Em “Bad Education”, a vaidade se faz presente não somente nos objetivos, mas também nas reações dos que estão envolvidos tanto no esquema de desvio de dinheiro quanto em quem pretende desvendá-lo. O que torna uma situação bizarra tão prazerosa de acompanhar é o equilíbrio do humor da situação, que, aqui, complementa a gravidade do caso e não o torna só um conto jocoso.
O longa toma coragem de abraçar os detalhes mais absurdos da história, como a forma com que Tassone mente sobre sua sexualidade, arrancando as risadas nervosas que um acontecimento como esse inevitavelmente traz para que a narrativa fique mais instigante para quem assiste, mas sem tornar “Bad Education” uma grande piada de mau gosto que usa as inseguranças de seus protagonistas como punchline. O riso é provocado unicamente pelas decisões tomadas, a maioria péssimas, pelos envolvidos, cada um agindo mais irracionalmente que o outro para que sua fonte de indulgências não acabe.
Quem provavelmente mais brilha neste aspecto em particular é Allison Janney que, como em “Eu, Tonya”, traz à tona o que poderia ser uma atuação exagerada da figura real que interpreta, mas que é mais fiel do que se imagina. Em “Bad Education”, apesar de ter menos tempo de tela que muitos dos envolvidos por ser a primeira dos membros do conselho administrativo a cair, ela é talvez a que mais obviamente parecia estar envolvido no esquema, mas, como ela mesma avisa, “vocês ainda não viram quem é o verdadeiro sociopata” na história toda.

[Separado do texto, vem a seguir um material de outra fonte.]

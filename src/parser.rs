//! Termpose parsing.
//!
//! This module turns source text into a [`Term`] tree. It is line based:
//! every non-blank line is tokenized on its own, and indentation decides which
//! line owns which. Nesting is tracked with an explicit stack of open lines, so
//! deep indentation does not grow the call stack.
//!
//! ## Overview
//!
//! - **Indentation**: a line's block is every following line indented deeper
//! - **Shorthand**: `tag:value` tags a single child inline
//! - **Groups**: `(a b c)` builds an untagged node on one line
//! - **String blocks**: a trailing `"` takes the deeper lines verbatim
//!
//! ```rust
//! use termpose::parse;
//!
//! let term = parse("products\n\thammer cost:5").unwrap();
//! assert_eq!(term.tag(), Some("products"));
//!
//! let hammer = &term.children()[0];
//! assert_eq!(hammer.children()[0].value(), Some("hammer"));
//! assert_eq!(hammer.children()[1].tag(), Some("cost"));
//! ```
//!
//! Errors are all-or-nothing: a [`SyntaxError`] means no tree at all.

use crate::error::{SyntaxError, SyntaxErrorKind};
use crate::options::ParseOptions;
use crate::term::{Position, Term};
use log::{debug, trace};

type ParseResult<T> = std::result::Result<T, SyntaxError>;

/// A lexed token of one line.
///
/// Openers only mean something at the end of a line, where they take the
/// indented block that follows. Anywhere else they are empty nodes.
#[derive(Debug)]
enum Token {
    Term(Term),
    /// `tag:` with nothing after it.
    OpenTag(String, Position),
    /// A bare `:`.
    OpenList(Position),
    /// `tag"`, `tag:"` or a lone `"` ending the line.
    OpenString(Option<String>, Position),
}

impl Token {
    fn into_term(self) -> Term {
        match self {
            Token::Term(t) => t,
            Token::OpenTag(tag, pos) => Term::tagged(tag, Vec::new()).with_position(pos),
            Token::OpenList(pos) => Term::empty().with_position(pos),
            Token::OpenString(Some(tag), pos) => {
                Term::tagged(tag, vec![Term::leaf(String::new()).with_position(pos)])
                    .with_position(pos)
            }
            Token::OpenString(None, pos) => Term::leaf(String::new()).with_position(pos),
        }
    }
}

/// Tokenizer for a single line.
struct LineLexer<'a> {
    input: &'a str,
    position: usize,
    line: usize,
    column: usize,
    base_depth: usize,
    max_depth: usize,
}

E quando este sociopata se revela na figura de Tassone, a recompensa vem completa com Jackman se livrando de seus personagens bonzinhos do passado e assumindo a postura de um vilão mais pé no chão e humano, mas não menos errado em seus ideais. Sua grande sacada é se distanciar do estereótipo do homem mau que se revolta quando chegam mais perto de descobrirem que ele é a causa de todos os problemas – Tassone prefere se apegar às suas vaidades e sustentar a mentira até o fim.
Considerando a história que têm em suas mãos, Finley e Makowski trabalham com o realismo das respostas de seus personagens para mostrar como um pecado aparentemente menos nocivo do que a ira, por exemplo, ainda pode corroer o humano. Mas em momento algum a culpa, a busca por justiça ou a moralidade são postas como o objetivo deles para conduzir “Bad Education” – o instigante é o desenrolar da descoberta e o quanto alguém é capaz de se afundar e arrumar desculpas para seguir com a vida de confortos e privilégios que criou para si, especialmente quando a pessoa em questão sempre passou uma imagem de autoconfiança, altruísmo e comprometimento com sua comunidade.
No fim, “Bad Education” é um belo esforço de como a autoimagem e a realidade podem se embaralhar e deteriorar até mesmo aqueles que possuem as melhores das intenções e que tentam exercer a empatia. Nessa briga, quem saiu vencendo foi a vaidade.